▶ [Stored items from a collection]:

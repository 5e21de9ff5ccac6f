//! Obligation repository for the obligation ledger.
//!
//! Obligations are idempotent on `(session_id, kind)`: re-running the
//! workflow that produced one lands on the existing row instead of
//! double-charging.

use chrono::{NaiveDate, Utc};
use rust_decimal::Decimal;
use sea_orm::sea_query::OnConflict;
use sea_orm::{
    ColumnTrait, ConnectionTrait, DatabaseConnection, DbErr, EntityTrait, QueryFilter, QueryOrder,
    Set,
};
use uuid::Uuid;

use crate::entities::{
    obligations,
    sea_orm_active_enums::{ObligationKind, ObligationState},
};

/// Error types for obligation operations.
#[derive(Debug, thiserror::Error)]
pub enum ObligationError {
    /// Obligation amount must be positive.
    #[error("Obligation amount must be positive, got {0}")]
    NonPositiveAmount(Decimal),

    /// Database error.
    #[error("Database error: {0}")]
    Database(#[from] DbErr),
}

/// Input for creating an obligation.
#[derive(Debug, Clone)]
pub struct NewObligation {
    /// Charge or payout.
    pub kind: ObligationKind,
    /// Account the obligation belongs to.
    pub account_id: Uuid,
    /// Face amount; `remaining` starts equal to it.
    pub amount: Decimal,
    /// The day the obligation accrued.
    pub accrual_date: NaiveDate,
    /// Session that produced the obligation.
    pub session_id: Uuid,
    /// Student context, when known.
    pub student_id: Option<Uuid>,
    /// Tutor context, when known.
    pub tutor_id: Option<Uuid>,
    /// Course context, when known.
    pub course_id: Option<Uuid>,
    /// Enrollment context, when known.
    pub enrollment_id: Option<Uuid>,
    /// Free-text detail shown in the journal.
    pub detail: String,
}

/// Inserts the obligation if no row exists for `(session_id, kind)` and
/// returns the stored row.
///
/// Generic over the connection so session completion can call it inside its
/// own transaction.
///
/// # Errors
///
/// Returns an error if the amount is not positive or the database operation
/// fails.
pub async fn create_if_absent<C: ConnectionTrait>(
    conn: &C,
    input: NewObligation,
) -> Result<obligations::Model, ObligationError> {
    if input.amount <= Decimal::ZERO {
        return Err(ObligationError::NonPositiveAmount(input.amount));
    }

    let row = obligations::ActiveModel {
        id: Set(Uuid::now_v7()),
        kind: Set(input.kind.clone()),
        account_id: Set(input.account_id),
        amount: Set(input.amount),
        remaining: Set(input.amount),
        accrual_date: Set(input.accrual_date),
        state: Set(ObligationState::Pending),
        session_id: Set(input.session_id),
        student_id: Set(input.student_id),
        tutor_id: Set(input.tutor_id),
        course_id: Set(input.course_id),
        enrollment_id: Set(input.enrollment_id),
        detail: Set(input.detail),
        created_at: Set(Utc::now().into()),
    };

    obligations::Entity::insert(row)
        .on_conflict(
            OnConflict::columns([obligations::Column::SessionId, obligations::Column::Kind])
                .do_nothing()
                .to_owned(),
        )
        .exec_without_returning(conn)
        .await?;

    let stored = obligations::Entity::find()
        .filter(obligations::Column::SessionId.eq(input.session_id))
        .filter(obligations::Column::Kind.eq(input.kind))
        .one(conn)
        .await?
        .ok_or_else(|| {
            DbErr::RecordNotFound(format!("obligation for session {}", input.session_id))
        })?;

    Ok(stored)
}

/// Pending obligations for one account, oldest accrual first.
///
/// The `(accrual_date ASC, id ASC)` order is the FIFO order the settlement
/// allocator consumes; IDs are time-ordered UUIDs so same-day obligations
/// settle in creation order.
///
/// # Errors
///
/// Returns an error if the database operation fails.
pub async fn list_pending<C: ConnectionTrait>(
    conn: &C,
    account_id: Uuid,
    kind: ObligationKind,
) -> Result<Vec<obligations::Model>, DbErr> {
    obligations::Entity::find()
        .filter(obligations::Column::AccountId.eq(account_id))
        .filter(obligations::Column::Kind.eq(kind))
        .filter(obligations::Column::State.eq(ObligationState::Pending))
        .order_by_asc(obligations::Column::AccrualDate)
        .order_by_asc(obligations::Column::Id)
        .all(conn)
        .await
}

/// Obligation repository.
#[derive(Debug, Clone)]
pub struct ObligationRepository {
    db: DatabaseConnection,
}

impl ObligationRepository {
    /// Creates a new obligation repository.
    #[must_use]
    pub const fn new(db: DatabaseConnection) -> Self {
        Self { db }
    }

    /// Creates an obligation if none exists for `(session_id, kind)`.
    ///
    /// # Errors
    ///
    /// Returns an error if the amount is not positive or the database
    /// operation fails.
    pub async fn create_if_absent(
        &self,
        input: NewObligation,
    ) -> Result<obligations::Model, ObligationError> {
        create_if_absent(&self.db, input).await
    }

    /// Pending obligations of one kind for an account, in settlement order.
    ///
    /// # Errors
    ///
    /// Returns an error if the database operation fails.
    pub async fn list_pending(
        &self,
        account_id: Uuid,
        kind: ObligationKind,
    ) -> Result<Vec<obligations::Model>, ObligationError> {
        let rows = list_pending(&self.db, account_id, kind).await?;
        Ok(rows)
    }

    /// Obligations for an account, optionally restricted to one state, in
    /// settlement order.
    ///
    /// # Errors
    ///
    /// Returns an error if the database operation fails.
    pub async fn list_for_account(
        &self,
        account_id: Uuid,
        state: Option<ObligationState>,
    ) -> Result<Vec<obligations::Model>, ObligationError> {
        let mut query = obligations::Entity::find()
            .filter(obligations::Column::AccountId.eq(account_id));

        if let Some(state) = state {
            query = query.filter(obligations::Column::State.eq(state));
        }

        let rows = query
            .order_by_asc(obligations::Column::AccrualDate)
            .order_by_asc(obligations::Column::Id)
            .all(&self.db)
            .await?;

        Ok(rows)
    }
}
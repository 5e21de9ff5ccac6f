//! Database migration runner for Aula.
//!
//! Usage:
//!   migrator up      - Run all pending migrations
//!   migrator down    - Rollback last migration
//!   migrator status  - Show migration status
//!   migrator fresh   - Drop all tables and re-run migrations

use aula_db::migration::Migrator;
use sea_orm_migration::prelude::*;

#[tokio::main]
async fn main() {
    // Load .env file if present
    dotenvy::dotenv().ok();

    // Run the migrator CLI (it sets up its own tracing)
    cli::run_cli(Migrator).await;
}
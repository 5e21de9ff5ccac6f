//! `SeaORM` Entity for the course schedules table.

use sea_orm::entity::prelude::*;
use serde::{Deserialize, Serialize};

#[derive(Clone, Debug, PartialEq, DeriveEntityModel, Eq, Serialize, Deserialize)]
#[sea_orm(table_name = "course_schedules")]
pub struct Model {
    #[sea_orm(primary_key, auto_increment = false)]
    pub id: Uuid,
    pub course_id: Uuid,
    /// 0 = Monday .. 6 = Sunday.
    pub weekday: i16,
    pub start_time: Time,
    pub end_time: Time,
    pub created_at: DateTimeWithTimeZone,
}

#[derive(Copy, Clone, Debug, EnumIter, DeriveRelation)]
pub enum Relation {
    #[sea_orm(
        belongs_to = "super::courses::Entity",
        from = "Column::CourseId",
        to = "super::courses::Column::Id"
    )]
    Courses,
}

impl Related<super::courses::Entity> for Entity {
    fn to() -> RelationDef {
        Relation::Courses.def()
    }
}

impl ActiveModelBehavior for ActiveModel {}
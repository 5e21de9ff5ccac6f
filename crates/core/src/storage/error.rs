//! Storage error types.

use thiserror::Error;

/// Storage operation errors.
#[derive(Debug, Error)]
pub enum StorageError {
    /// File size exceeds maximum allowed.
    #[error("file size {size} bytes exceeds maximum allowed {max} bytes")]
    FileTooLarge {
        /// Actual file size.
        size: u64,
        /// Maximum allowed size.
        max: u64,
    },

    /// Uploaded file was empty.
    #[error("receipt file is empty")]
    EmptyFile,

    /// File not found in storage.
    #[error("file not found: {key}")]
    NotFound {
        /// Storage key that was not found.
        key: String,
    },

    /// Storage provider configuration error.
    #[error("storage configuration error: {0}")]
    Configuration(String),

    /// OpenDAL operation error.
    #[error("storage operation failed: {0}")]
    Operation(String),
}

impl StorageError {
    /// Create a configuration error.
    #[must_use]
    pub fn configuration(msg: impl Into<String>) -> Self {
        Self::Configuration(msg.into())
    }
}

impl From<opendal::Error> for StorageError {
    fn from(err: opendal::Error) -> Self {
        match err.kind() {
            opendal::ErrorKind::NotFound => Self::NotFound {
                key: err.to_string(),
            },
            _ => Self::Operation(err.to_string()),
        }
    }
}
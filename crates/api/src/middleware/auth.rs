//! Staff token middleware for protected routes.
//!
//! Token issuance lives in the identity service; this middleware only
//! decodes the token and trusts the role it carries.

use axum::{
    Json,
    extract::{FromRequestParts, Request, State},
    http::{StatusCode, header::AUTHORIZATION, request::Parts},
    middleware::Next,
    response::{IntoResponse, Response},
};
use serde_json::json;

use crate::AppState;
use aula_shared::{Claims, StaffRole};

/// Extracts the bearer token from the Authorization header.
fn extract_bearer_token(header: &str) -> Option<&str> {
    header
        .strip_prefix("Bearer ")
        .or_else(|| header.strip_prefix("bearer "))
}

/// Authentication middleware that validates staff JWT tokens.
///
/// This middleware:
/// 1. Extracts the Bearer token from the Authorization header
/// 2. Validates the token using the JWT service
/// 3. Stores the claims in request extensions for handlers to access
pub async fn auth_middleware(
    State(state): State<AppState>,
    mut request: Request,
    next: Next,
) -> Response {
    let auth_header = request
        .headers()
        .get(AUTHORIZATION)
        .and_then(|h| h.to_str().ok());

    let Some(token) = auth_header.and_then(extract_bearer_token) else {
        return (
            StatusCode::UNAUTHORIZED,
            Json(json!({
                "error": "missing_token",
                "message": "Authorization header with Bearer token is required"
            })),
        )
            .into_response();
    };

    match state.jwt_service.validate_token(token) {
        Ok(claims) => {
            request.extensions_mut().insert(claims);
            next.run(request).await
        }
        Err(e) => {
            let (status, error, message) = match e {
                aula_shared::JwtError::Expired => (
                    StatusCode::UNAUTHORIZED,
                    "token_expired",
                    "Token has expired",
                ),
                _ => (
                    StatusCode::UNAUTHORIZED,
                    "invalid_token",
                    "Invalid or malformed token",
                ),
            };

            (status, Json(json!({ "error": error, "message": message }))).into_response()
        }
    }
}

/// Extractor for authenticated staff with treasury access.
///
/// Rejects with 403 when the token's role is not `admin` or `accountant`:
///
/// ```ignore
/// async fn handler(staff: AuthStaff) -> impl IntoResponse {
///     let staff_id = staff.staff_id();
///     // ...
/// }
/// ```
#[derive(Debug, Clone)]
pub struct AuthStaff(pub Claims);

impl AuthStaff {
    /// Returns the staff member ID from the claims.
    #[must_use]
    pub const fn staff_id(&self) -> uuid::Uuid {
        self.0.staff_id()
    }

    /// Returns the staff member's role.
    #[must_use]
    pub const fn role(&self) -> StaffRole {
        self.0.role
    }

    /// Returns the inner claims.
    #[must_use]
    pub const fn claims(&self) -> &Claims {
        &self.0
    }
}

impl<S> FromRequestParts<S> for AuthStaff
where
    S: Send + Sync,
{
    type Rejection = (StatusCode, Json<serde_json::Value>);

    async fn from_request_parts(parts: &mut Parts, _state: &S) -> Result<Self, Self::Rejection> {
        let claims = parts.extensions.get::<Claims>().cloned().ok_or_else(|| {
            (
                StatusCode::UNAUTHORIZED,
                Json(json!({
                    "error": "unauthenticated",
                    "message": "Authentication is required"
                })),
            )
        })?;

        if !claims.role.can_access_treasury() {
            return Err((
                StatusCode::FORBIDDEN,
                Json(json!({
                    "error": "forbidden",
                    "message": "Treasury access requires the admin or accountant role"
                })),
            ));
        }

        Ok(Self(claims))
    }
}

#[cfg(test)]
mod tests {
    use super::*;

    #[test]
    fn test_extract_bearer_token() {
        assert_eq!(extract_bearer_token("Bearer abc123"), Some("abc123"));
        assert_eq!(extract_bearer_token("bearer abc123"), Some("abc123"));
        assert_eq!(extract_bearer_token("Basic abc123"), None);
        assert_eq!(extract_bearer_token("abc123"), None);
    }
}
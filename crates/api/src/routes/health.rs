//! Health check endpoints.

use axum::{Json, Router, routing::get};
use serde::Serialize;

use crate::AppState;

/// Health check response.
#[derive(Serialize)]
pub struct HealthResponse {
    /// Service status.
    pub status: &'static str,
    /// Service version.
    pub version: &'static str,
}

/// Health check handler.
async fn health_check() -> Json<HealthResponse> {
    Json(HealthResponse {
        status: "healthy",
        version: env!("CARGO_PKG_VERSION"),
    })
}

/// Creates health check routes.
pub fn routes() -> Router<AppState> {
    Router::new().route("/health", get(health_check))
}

▶ [Problem description]: With the line that contains "use serde::Serialize;" as the first and the final line of the data as the last, repeat every line in that span exactly.

▶ [Written response]:
use serde::Serialize;

use crate::AppState;

/// Health check response.
#[derive(Serialize)]
pub struct HealthResponse {
    /// Service status.
    pub status: &'static str,
    /// Service version.
    pub version: &'static str,
}

/// Health check handler.
async fn health_check() -> Json<HealthResponse> {
    Json(HealthResponse {
        status: "healthy",
        version: env!("CARGO_PKG_VERSION"),
    })
}

/// Creates health check routes.
pub fn routes() -> Router<AppState> {
    Router::new().route("/health", get(health_check))
}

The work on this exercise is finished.